10. The system of Claim 3, wherein the at least one sensor is configured to detect when the level of fluid is less than the first preselected level and when the level of fluid is greater than a second preselected level, wherein the fill valve moves to the open position in response to the level of fluid being less than the first preselected level and wherein the fill valve moves to the closed position in response to the level of fluid being greater than the second preselected level.
11. The system of Claim 10, wherein at least one of the first preselected level and the second preselected level are adjustable.
12. A food serving station comprising:
a first support structure;
one or more wells supported by the first support structure;
a drain manifold fluidly coupled to each of the one or more wells and not fluidly coupled to any other wells; and an overflow conduit fluidly coupled to the drain manifold and external to the one or more wells.

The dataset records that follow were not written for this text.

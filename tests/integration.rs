use std::fs;
use std::path::{Path, PathBuf};
use std::process::Command;
use tempfile::TempDir;

fn rig_binary() -> PathBuf {
    let mut path = std::env::current_exe().unwrap();
    path.pop(); // remove test binary name
    path.pop(); // remove deps/
    path.push("rig");
    path
}

const CPU_HEADER: &str =
    "brand,model,cores,threads,base_clock,boost_clock,tdp,price,amazon_link,flipkart_link";
const GPU_HEADER: &str =
    "brand,model,memory,memory_type,base_clock,boost_clock,tdp,price,amazon_link,flipkart_link";

fn setup_test_env() -> (TempDir, PathBuf) {
    let tmp = TempDir::new().unwrap();
    let root = tmp.path().to_path_buf();

    let tables_dir = root.join("tables");
    fs::create_dir_all(&tables_dir).unwrap();

    fs::write(
        tables_dir.join("cpus.csv"),
        format!(
            "{}\n\
             AMD,Ryzen 5 5600,6,12,3.5,4.4,65,150,https://a/r5,https://f/r5\n\
             Intel,Core i5-12400F,6,12,2.5,4.4,117,180,https://a/i5,https://f/i5\n\
             Intel,Core i9-13900K,24,32,3.0,5.8,253,590,https://a/i9,https://f/i9",
            CPU_HEADER
        ),
    )
    .unwrap();

    fs::write(
        tables_dir.join("gpus.csv"),
        format!(
            "{}\n\
             NVIDIA,RTX 3060,12,GDDR6,1320,1777,170,330,https://a/3060,https://f/3060\n\
             NVIDIA,RTX 4090,24,GDDR6X,2235,2520,450,1600,https://a/4090,https://f/4090",
            GPU_HEADER
        ),
    )
    .unwrap();

    let config_dir = root.join("config");
    fs::create_dir_all(&config_dir).unwrap();

    let config_content = format!(
        r#"[catalog]
cpus = "{}/tables/cpus.csv"
gpus = "{}/tables/gpus.csv"
"#,
        root.display(),
        root.display()
    );

    let config_path = config_dir.join("rig.toml");
    fs::write(&config_path, config_content).unwrap();

    (tmp, config_path)
}

fn run_rig(config_path: &Path, args: &[&str]) -> (String, String, bool) {
    let binary = rig_binary();
    let output = Command::new(&binary)
        .arg("--config")
        .arg(config_path.to_str().unwrap())
        .args(args)
        .output()
        .unwrap_or_else(|e| panic!("Failed to run rig binary at {:?}: {}", binary, e));

    let stdout = String::from_utf8_lossy(&output.stdout).to_string();
    let stderr = String::from_utf8_lossy(&output.stderr).to_string();
    let success = output.status.success();
    (stdout, stderr, success)
}

#[test]
fn test_recommend_picks_parts_within_budget() {
    let (_tmp, config_path) = setup_test_env();

    let (stdout, stderr, success) = run_rig(&config_path, &["recommend", "1500", "gaming"]);
    assert!(
        success,
        "recommend failed: stdout={}, stderr={}",
        stdout, stderr
    );
    assert!(stdout.contains("CPU:"), "stdout: {}", stdout);
    assert!(stdout.contains("GPU:"), "stdout: {}", stdout);
    assert!(stdout.contains("Total:"), "stdout: {}", stdout);
    // gaming: CPU share 450, so the i9 (590) can never appear.
    assert!(!stdout.contains("i9-13900K"), "stdout: {}", stdout);
}

#[test]
fn test_recommend_reports_absent_cpu_slot() {
    let (_tmp, config_path) = setup_test_env();

    // gaming: CPU share = 200 * 0.3 = 60, below every CPU price.
    let (stdout, _, success) = run_rig(&config_path, &["recommend", "200", "gaming"]);
    assert!(success);
    assert!(
        stdout.contains("CPU: no suitable part within budget"),
        "stdout: {}",
        stdout
    );
}

#[test]
fn test_recommend_json_output() {
    let (_tmp, config_path) = setup_test_env();

    let (stdout, _, success) = run_rig(
        &config_path,
        &["recommend", "2000", "productivity", "--hint", "video editing", "--json"],
    );
    assert!(success);

    let build: serde_json::Value = serde_json::from_str(&stdout).unwrap();
    assert!(build.get("cpu").is_some());
    assert!(build.get("gpu").is_some());
    assert!(build.get("total_price").is_some());
}

#[test]
fn test_recommend_deterministic() {
    let (_tmp, config_path) = setup_test_env();

    let args = ["recommend", "1200", "gaming", "--hint", "high fps"];
    let (first, _, ok1) = run_rig(&config_path, &args);
    let (second, _, ok2) = run_rig(&config_path, &args);
    assert!(ok1 && ok2);
    assert_eq!(first, second);
}

#[test]
fn test_recommend_rejects_non_positive_budget() {
    let (_tmp, config_path) = setup_test_env();

    let (_, stderr, success) = run_rig(&config_path, &["recommend", "0", "gaming"]);
    assert!(!success);
    assert!(
        stderr.contains("budget must be a positive number"),
        "stderr: {}",
        stderr
    );
}

#[test]
fn test_recommend_fails_on_missing_table() {
    let (tmp, config_path) = setup_test_env();

    fs::remove_file(tmp.path().join("tables/gpus.csv")).unwrap();
    let (_, stderr, success) = run_rig(&config_path, &["recommend", "1500", "gaming"]);
    assert!(!success);
    assert!(
        stderr.contains("failed to read catalog table"),
        "stderr: {}",
        stderr
    );
}

#[test]
fn test_recommend_fails_on_malformed_row() {
    let (tmp, config_path) = setup_test_env();

    fs::write(
        tmp.path().join("tables/cpus.csv"),
        format!("{}\nAMD,R5,six,12,3.5,4.4,65,150,a,f", CPU_HEADER),
    )
    .unwrap();
    let (_, stderr, success) = run_rig(&config_path, &["recommend", "1500", "gaming"]);
    assert!(!success);
    assert!(stderr.contains("cores"), "stderr: {}", stderr);
}

#[test]
fn test_train_runs_smoke_scenarios() {
    let (_tmp, config_path) = setup_test_env();

    let (stdout, stderr, success) = run_rig(&config_path, &["train"]);
    assert!(success, "train failed: stderr={}", stderr);
    assert!(stdout.contains("Fitting description model"), "stdout: {}", stdout);
    assert!(stdout.contains("use case: gaming, budget: $1000"), "stdout: {}", stdout);
    assert!(stdout.contains("Training completed."), "stdout: {}", stdout);
}

#[test]
fn test_catalog_overview() {
    let (_tmp, config_path) = setup_test_env();

    let (stdout, _, success) = run_rig(&config_path, &["catalog"]);
    assert!(success);
    assert!(stdout.contains("CPUs:        3"), "stdout: {}", stdout);
    assert!(stdout.contains("GPUs:        2"), "stdout: {}", stdout);
    assert!(stdout.contains("Vocabulary:"), "stdout: {}", stdout);
}

#[test]
fn test_missing_config_falls_back_to_defaults() {
    // No config file: the binary should still start and fail only because
    // the default table paths do not exist in the temp working directory.
    let tmp = TempDir::new().unwrap();
    let binary = rig_binary();
    let output = Command::new(&binary)
        .current_dir(tmp.path())
        .args(["recommend", "1500", "gaming"])
        .output()
        .unwrap();
    assert!(!output.status.success());
    let stderr = String::from_utf8_lossy(&output.stderr);
    assert!(
        stderr.contains("failed to read catalog table"),
        "stderr: {}",
        stderr
    );
}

13. The station of Claim 12 including a fill valve fluidly coupled to the drain manifold and adapted to be coupled to a fluid source, wherein the fill valve is movable between an open position in which fluid from the fluid source is permitted to flow into the manifold and a closed position.
14. The station of Claim 13 including at least one sensor configured to identify a volume of fluid within the one or more wells, wherein the fill valve moves between the open position and the closed position to a sensed volume of fluid within the one or more wells.
15. The station of Claim 14 including;
a processor coupled to the at least one sensor and configured to generate control signals based upon the identified volume of fluid within the one or more wells; and an actuator coupled to the fill valve, wherein the actuator moves the fill valve between the open position and the closed position in response to the control signals from the processor.
16. The station of Claim 14, wherein the at least one sensor is external to the one or more wells.
17. The station of Claim 16 including a sensor in fluid communication with an interior of the drain manifold, wherein the sensor is at least partially within the sensor conduit.
18. The station of Claim 14, wherein the sensor is configured to detect a level of fluid within the one or more wells.
19. The station of Claim 18, wherein the at least one sensor is configured to detect when the level of fluid is less than a preselected level, wherein the fill valve is moved to the open position in response to the level of fluid being less than the preselected level.
20. The station of Claim 19, wherein the preselected level is adjustable.
21. The station of Claim 14, wherein the at least one sensor is configured to detect when the level of fluid is greater than a preselected level, wherein the fill valve is moved to the closed position in response to the level of being greater than the preselected level.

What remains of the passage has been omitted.